Project logistics
- Mentor: Patrick Cable email: cable-at-ll.mit.edu
- Min-max team size: 2-4
- Expected project hours per week (per team member): 6-8
- Will the project be open source? Yes
Preferred past experience
- Linux (Very important)
- Specifically, working with the Linux kernel and modules (Rather important)
Project Overview
Data provenance is a record of the history of data traversing or being used by a system or network of systems. Such history information can be used to assure correctness and security of data, and also to help understand and protect the system's operations and information.
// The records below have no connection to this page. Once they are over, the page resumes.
//! Engine status and lifecycle commands

use anyhow::Result;
use colored::Colorize;

use crate::client::{ApiClient, ObserverStatus, RunStateResponse};
use crate::output::{color_severity, format_sigma, print_success, OutputFormat};

/// Show engine status with recent anomalies and pending workflows
pub async fn show_status(client: &ApiClient, format: OutputFormat) -> Result<()> {
    let status: ObserverStatus = client.get("/api/observer/status").await?;

    if let OutputFormat::Json = format {
        println!("{}", serde_json::to_string_pretty(&status)?);
        return Ok(());
    }

    let state = match status.status.as_str() {
        "running" => status.status.green().bold().to_string(),
        _ => status.status.red().bold().to_string(),
    };
    println!("Observer: {}", state);
    match status.last_tick {
        Some(t) => println!("Last tick: {}", t.to_rfc3339()),
        None => println!("Last tick: never"),
    }
    println!(
        "Interval: {}s, threshold: {:.1}σ",
        status.tick_interval_secs, status.sigma_threshold
    );

    println!();
    if status.recent_anomalies.is_empty() {
        println!("{}", "No recent anomalies".dimmed());
    } else {
        println!("Recent anomalies:");
        for a in &status.recent_anomalies {
            println!(
                "  {} {}/{} = {:.2} ({} from baseline {:.2})",
                color_severity(&a.severity),
                a.service,
                a.metric,
                a.current_value,
                format_sigma(a.sigma_deviation),
                a.baseline_mean
            );
        }
    }

    println!();
    if status.pending_workflows.is_empty() {
        println!("{}", "No workflows awaiting approval".dimmed());
    } else {
        println!("Awaiting approval:");
        for w in &status.pending_workflows {
            println!(
                "  {} {} ({}/{})",
                w.id,
                color_severity(&w.anomaly.severity),
                w.anomaly.service,
                w.anomaly.metric
            );
        }
    }

    Ok(())
}

/// Start the detection loop
pub async fn start(client: &ApiClient) -> Result<()> {
    let response: RunStateResponse = client
        .post("/api/observer/start", &serde_json::json!({}))
        .await?;
    print_success(&format!("Observer {}", response.status));
    Ok(())
}

/// Stop the detection loop; the in-flight tick drains first
pub async fn stop(client: &ApiClient) -> Result<()> {
    let response: RunStateResponse = client
        .post("/api/observer/stop", &serde_json::json!({}))
        .await?;
    print_success(&format!("Observer {}", response.status));
    Ok(())
}
//! Activity feed
//!
//! Append-only record of detector and workflow events plus integration
//! outcomes, merged into one time-ordered view for status reporting. The
//! merge is pure read-side assembly: it never mutates a source and tolerates
//! absent categories.

use crate::models::{ActivityCategory, ActivityEntry};
use chrono::{DateTime, Utc};
use std::collections::VecDeque;
use std::sync::RwLock;

/// Default retention for the internal feed
const DEFAULT_CAPACITY: usize = 500;

/// Bounded append-only buffer of activity entries
pub struct ActivityLog {
    entries: RwLock<VecDeque<ActivityEntry>>,
    capacity: usize,
}

impl Default for ActivityLog {
    fn default() -> Self {
        Self::new(DEFAULT_CAPACITY)
    }
}

impl ActivityLog {
    pub fn new(capacity: usize) -> Self {
        Self {
            entries: RwLock::new(VecDeque::with_capacity(capacity.min(DEFAULT_CAPACITY))),
            capacity,
        }
    }

    /// Append an entry, evicting the oldest when at capacity
    pub fn record(&self, entry: ActivityEntry) {
        let mut entries = self.entries.write().unwrap();
        if entries.len() == self.capacity {
            entries.pop_front();
        }
        entries.push_back(entry);
    }

    pub fn record_event(
        &self,
        category: ActivityCategory,
        timestamp: DateTime<Utc>,
        summary: impl Into<String>,
        reference: Option<String>,
    ) {
        self.record(ActivityEntry {
            category,
            timestamp,
            summary: summary.into(),
            reference,
        });
    }

    /// Most recent entries, newest first
    pub fn recent(&self, limit: usize) -> Vec<ActivityEntry> {
        let entries = self.entries.read().unwrap();
        entries.iter().rev().take(limit).cloned().collect()
    }

    /// Entries split per category, for read-side aggregation. Categories with
    /// no entries contribute nothing.
    pub fn category_feeds(&self) -> Vec<Vec<ActivityEntry>> {
        let entries = self.entries.read().unwrap();
        let mut feeds: std::collections::HashMap<ActivityCategory, Vec<ActivityEntry>> =
            std::collections::HashMap::new();
        for entry in entries.iter() {
            feeds.entry(entry.category).or_default().push(entry.clone());
        }
        feeds.into_values().collect()
    }

    pub fn len(&self) -> usize {
        self.entries.read().unwrap().len()
    }

    pub fn is_empty(&self) -> bool {
        self.entries.read().unwrap().is_empty()
    }
}

/// Merge heterogeneous feeds into one view sorted by timestamp descending.
///
/// Empty feeds contribute nothing; the result is truncated to `limit`.
pub fn merge_feeds(feeds: &[Vec<ActivityEntry>], limit: usize) -> Vec<ActivityEntry> {
    let mut merged: Vec<ActivityEntry> = feeds.iter().flatten().cloned().collect();
    merged.sort_by(|a, b| b.timestamp.cmp(&a.timestamp));
    merged.truncate(limit);
    merged
}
Until recently, the Linux Provenance Module (LPM) only supported kernel 2.6.32, which didn't have the primitives necessary to run containers/Docker. We've worked on porting the Linux Provenance Modules to a recent kernel (4.2), but we haven't investigated what provenance looks like when it comes to containers.
Our open questions include:
- How do namespaces affect how provenance is collected?
- What should be added to the kernel module to provide more insight into what is happening on the system?
- What would an architecture to store docker image provenance data so that a user could understand the provenance of data store in a particular image?
- Could it be tied in with a project such as imagelayers to provide a visual display of provenance?
Some Technologies you will learn/use:
- Linux Provenance Module (paper)
- Docker
- Notary
- imagelayers API and service